//! Outer loop over many acquisitions
//!
//! Acquisitions are independent: each worker reads its own files and writes
//! into its own output directory. A failed or timed-out acquisition is logged
//! and reported, and the batch carries on.

use crate::core::pipeline::{ShorelineParams, ShorelinePipeline};
use crate::io::tile::TileProduct;
use crate::types::{ShorelineError, ShorelineResult};
use serde::{Deserialize, Serialize};
use std::path::{Path, PathBuf};
use std::sync::atomic::{AtomicBool, Ordering};
use std::sync::Arc;
use std::time::Duration;
use tokio::sync::{OwnedSemaphorePermit, Semaphore};

/// Batch scheduling parameters
#[derive(Debug, Clone, PartialEq, Serialize, Deserialize)]
#[serde(default)]
pub struct BatchConfig {
    /// Acquisitions processed at the same time
    pub max_workers: usize,
    /// Per-acquisition time limit; `None` waits indefinitely
    pub timeout_secs: Option<u64>,
    /// Root of the `<zone>/<date>/` output tree
    pub output_root: PathBuf,
}

impl Default for BatchConfig {
    fn default() -> Self {
        Self {
            max_workers: std::thread::available_parallelism()
                .map(|n| n.get())
                .unwrap_or(1),
            timeout_secs: Some(1800),
            output_root: PathBuf::from("shorelines"),
        }
    }
}

/// Acquisition that produced a shoreline file
#[derive(Debug, Clone, PartialEq)]
pub struct BatchSuccess {
    pub prefix: String,
    pub points: usize,
}

/// Acquisition that was skipped, with the reason
#[derive(Debug, Clone, PartialEq)]
pub struct BatchFailure {
    pub prefix: String,
    pub error: String,
}

/// Outcome of a batch, in input order
#[derive(Debug, Clone, Default, PartialEq)]
pub struct BatchReport {
    pub succeeded: Vec<BatchSuccess>,
    pub failed: Vec<BatchFailure>,
}

impl BatchReport {
    /// Number of acquisitions processed
    pub fn total(&self) -> usize {
        self.succeeded.len() + self.failed.len()
    }
}

/// Runs the shoreline pipeline over many acquisitions
pub struct BatchRunner {
    config: BatchConfig,
    pipeline: Arc<ShorelinePipeline>,
}

impl BatchRunner {
    /// Create a runner sharing one pipeline across workers
    pub fn new(config: BatchConfig, params: ShorelineParams) -> Self {
        Self {
            config,
            pipeline: Arc::new(ShorelinePipeline::new(params)),
        }
    }

    /// Get the scheduling parameters
    pub fn config(&self) -> &BatchConfig {
        &self.config
    }

    /// Process every acquisition on a dedicated multi-thread runtime
    pub fn run(&self, tiles: Vec<TileProduct>) -> ShorelineResult<BatchReport> {
        let workers = self.config.max_workers.max(1);
        let runtime = tokio::runtime::Builder::new_multi_thread()
            .worker_threads(workers)
            .enable_time()
            .build()?;
        let report = runtime.block_on(self.run_async(tiles));
        // Do not wait on blocking threads of timed-out acquisitions
        runtime.shutdown_background();
        Ok(report)
    }

    /// Process every acquisition on the current runtime
    pub async fn run_async(&self, tiles: Vec<TileProduct>) -> BatchReport {
        let pipeline = Arc::clone(&self.pipeline);
        let work = move |tile: &TileProduct, root: &Path, cancelled: &AtomicBool| {
            pipeline
                .run_tile_cancellable(tile, root, cancelled)
                .map(|product| product.points.len())
        };
        let limit = self.config.timeout_secs.map(Duration::from_secs);
        self.schedule(tiles, limit, Arc::new(work)).await
    }

    /// Run `work` on every tile, at most `max_workers` at a time
    async fn schedule<F>(
        &self,
        tiles: Vec<TileProduct>,
        limit: Option<Duration>,
        work: Arc<F>,
    ) -> BatchReport
    where
        F: Fn(&TileProduct, &Path, &AtomicBool) -> ShorelineResult<usize> + Send + Sync + 'static,
    {
        let workers = self.config.max_workers.max(1);
        let semaphore = Arc::new(Semaphore::new(workers));
        log::info!(
            "Batch of {} acquisitions, {} workers, timeout {:?}",
            tiles.len(),
            workers,
            limit
        );

        let mut handles = Vec::with_capacity(tiles.len());
        for tile in tiles {
            let semaphore = Arc::clone(&semaphore);
            let work = Arc::clone(&work);
            let root = self.config.output_root.clone();
            let prefix = tile.prefix().to_string();

            let handle = tokio::spawn(async move {
                let permit = semaphore
                    .acquire_owned()
                    .await
                    .map_err(|e| ShorelineError::Processing(e.to_string()))?;
                run_one(permit, work, tile, root, limit).await
            });
            handles.push((prefix, handle));
        }

        let mut report = BatchReport::default();
        for (prefix, handle) in handles {
            let outcome = handle
                .await
                .map_err(|e| ShorelineError::Processing(format!("task join error: {}", e)))
                .and_then(|result| result);
            match outcome {
                Ok(points) => report.succeeded.push(BatchSuccess { prefix, points }),
                Err(e) => {
                    log::error!("Skipping acquisition {}: {}", prefix, e);
                    report.failed.push(BatchFailure {
                        prefix,
                        error: e.to_string(),
                    });
                }
            }
        }

        log::info!(
            "Batch finished: {} succeeded, {} failed",
            report.succeeded.len(),
            report.failed.len()
        );
        report
    }
}

/// Run one unit on a blocking thread
///
/// The worker slot stays taken until the blocking work returns, also after a
/// timeout; a timed-out unit is flagged so it skips its outputs.
async fn run_one<F>(
    permit: OwnedSemaphorePermit,
    work: Arc<F>,
    tile: TileProduct,
    root: PathBuf,
    limit: Option<Duration>,
) -> ShorelineResult<usize>
where
    F: Fn(&TileProduct, &Path, &AtomicBool) -> ShorelineResult<usize> + Send + Sync + 'static,
{
    let prefix = tile.prefix().to_string();
    let cancelled = Arc::new(AtomicBool::new(false));
    let flag = Arc::clone(&cancelled);
    let task = tokio::task::spawn_blocking(move || {
        let _permit = permit;
        (*work)(&tile, root.as_path(), flag.as_ref())
    });

    let joined = match limit {
        Some(limit) => match tokio::time::timeout(limit, task).await {
            Ok(joined) => joined,
            Err(_) => {
                cancelled.store(true, Ordering::SeqCst);
                return Err(ShorelineError::Timeout {
                    unit: prefix,
                    seconds: limit.as_secs(),
                });
            }
        },
        None => task.await,
    };
    joined.map_err(|e| ShorelineError::Processing(format!("worker failed: {}", e)))?
}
■ ■ ■ ■ ■
Work to be completed
When you reach this point, go back and write out each record above exactly.

Reply to the task
//! Outer loop over many acquisitions
//!
//! Acquisitions are independent: each worker reads its own files and writes
//! into its own output directory. A failed or timed-out acquisition is logged
//! and reported, and the batch carries on.

use crate::core::pipeline::{ShorelineParams, ShorelinePipeline};
use crate::io::tile::TileProduct;
use crate::types::{ShorelineError, ShorelineResult};
use serde::{Deserialize, Serialize};
use std::path::{Path, PathBuf};
use std::sync::atomic::{AtomicBool, Ordering};
use std::sync::Arc;
use std::time::Duration;
use tokio::sync::{OwnedSemaphorePermit, Semaphore};

/// Batch scheduling parameters
#[derive(Debug, Clone, PartialEq, Serialize, Deserialize)]
#[serde(default)]
pub struct BatchConfig {
    /// Acquisitions processed at the same time
    pub max_workers: usize,
    /// Per-acquisition time limit; `None` waits indefinitely
    pub timeout_secs: Option<u64>,
    /// Root of the `<zone>/<date>/` output tree
    pub output_root: PathBuf,
}

impl Default for BatchConfig {
    fn default() -> Self {
        Self {
            max_workers: std::thread::available_parallelism()
                .map(|n| n.get())
                .unwrap_or(1),
            timeout_secs: Some(1800),
            output_root: PathBuf::from("shorelines"),
        }
    }
}

/// Acquisition that produced a shoreline file
#[derive(Debug, Clone, PartialEq)]
pub struct BatchSuccess {
    pub prefix: String,
    pub points: usize,
}

/// Acquisition that was skipped, with the reason
#[derive(Debug, Clone, PartialEq)]
pub struct BatchFailure {
    pub prefix: String,
    pub error: String,
}

/// Outcome of a batch, in input order
#[derive(Debug, Clone, Default, PartialEq)]
pub struct BatchReport {
    pub succeeded: Vec<BatchSuccess>,
    pub failed: Vec<BatchFailure>,
}

impl BatchReport {
    /// Number of acquisitions processed
    pub fn total(&self) -> usize {
        self.succeeded.len() + self.failed.len()
    }
}

/// Runs the shoreline pipeline over many acquisitions
pub struct BatchRunner {
    config: BatchConfig,
    pipeline: Arc<ShorelinePipeline>,
}

impl BatchRunner {
    /// Create a runner sharing one pipeline across workers
    pub fn new(config: BatchConfig, params: ShorelineParams) -> Self {
        Self {
            config,
            pipeline: Arc::new(ShorelinePipeline::new(params)),
        }
    }

    /// Get the scheduling parameters
    pub fn config(&self) -> &BatchConfig {
        &self.config
    }

    /// Process every acquisition on a dedicated multi-thread runtime
    pub fn run(&self, tiles: Vec<TileProduct>) -> ShorelineResult<BatchReport> {
        let workers = self.config.max_workers.max(1);
        let runtime = tokio::runtime::Builder::new_multi_thread()
            .worker_threads(workers)
            .enable_time()
            .build()?;
        let report = runtime.block_on(self.run_async(tiles));
        // Do not wait on blocking threads of timed-out acquisitions
        runtime.shutdown_background();
        Ok(report)
    }

    /// Process every acquisition on the current runtime
    pub async fn run_async(&self, tiles: Vec<TileProduct>) -> BatchReport {
        let pipeline = Arc::clone(&self.pipeline);
        let work = move |tile: &TileProduct, root: &Path, cancelled: &AtomicBool| {
            pipeline
                .run_tile_cancellable(tile, root, cancelled)
                .map(|product| product.points.len())
        };
        let limit = self.config.timeout_secs.map(Duration::from_secs);
        self.schedule(tiles, limit, Arc::new(work)).await
    }

    /// Run `work` on every tile, at most `max_workers` at a time
    async fn schedule<F>(
        &self,
        tiles: Vec<TileProduct>,
        limit: Option<Duration>,
        work: Arc<F>,
    ) -> BatchReport
    where
        F: Fn(&TileProduct, &Path, &AtomicBool) -> ShorelineResult<usize> + Send + Sync + 'static,
    {
        let workers = self.config.max_workers.max(1);
        let semaphore = Arc::new(Semaphore::new(workers));
        log::info!(
            "Batch of {} acquisitions, {} workers, timeout {:?}",
            tiles.len(),
            workers,
            limit
        );

        let mut handles = Vec::with_capacity(tiles.len());
        for tile in tiles {
            let semaphore = Arc::clone(&semaphore);
            let work = Arc::clone(&work);
            let root = self.config.output_root.clone();
            let prefix = tile.prefix().to_string();

            let handle = tokio::spawn(async move {
                let permit = semaphore
                    .acquire_owned()
                    .await
                    .map_err(|e| ShorelineError::Processing(e.to_string()))?;
                run_one(permit, work, tile, root, limit).await
            });
            handles.push((prefix, handle));
        }

        let mut report = BatchReport::default();
        for (prefix, handle) in handles {
            let outcome = handle
                .await
                .map_err(|e| ShorelineError::Processing(format!("task join error: {}", e)))
                .and_then(|result| result);
            match outcome {
                Ok(points) => report.succeeded.push(BatchSuccess { prefix, points }),
                Err(e) => {
                    log::error!("Skipping acquisition {}: {}", prefix, e);
                    report.failed.push(BatchFailure {
                        prefix,
                        error: e.to_string(),
                    });
                }
            }
        }

        log::info!(
            "Batch finished: {} succeeded, {} failed",
            report.succeeded.len(),
            report.failed.len()
        );
        report
    }
}

/// Run one unit on a blocking thread
///
/// The worker slot stays taken until the blocking work returns, also after a
/// timeout; a timed-out unit is flagged so it skips its outputs.
async fn run_one<F>(
    permit: OwnedSemaphorePermit,
    work: Arc<F>,
    tile: TileProduct,
    root: PathBuf,
    limit: Option<Duration>,
) -> ShorelineResult<usize>
where
    F: Fn(&TileProduct, &Path, &AtomicBool) -> ShorelineResult<usize> + Send + Sync + 'static,
{
    let prefix = tile.prefix().to_string();
    let cancelled = Arc::new(AtomicBool::new(false));
    let flag = Arc::clone(&cancelled);
    let task = tokio::task::spawn_blocking(move || {
        let _permit = permit;
        (*work)(&tile, root.as_path(), flag.as_ref())
    });

    let joined = match limit {
        Some(limit) => match tokio::time::timeout(limit, task).await {
            Ok(joined) => joined,
            Err(_) => {
                cancelled.store(true, Ordering::SeqCst);
                return Err(ShorelineError::Timeout {
                    unit: prefix,
                    seconds: limit.as_secs(),
                });
            }
        },
        None => task.await,
    };
    joined.map_err(|e| ShorelineError::Processing(format!("worker failed: {}", e)))?
}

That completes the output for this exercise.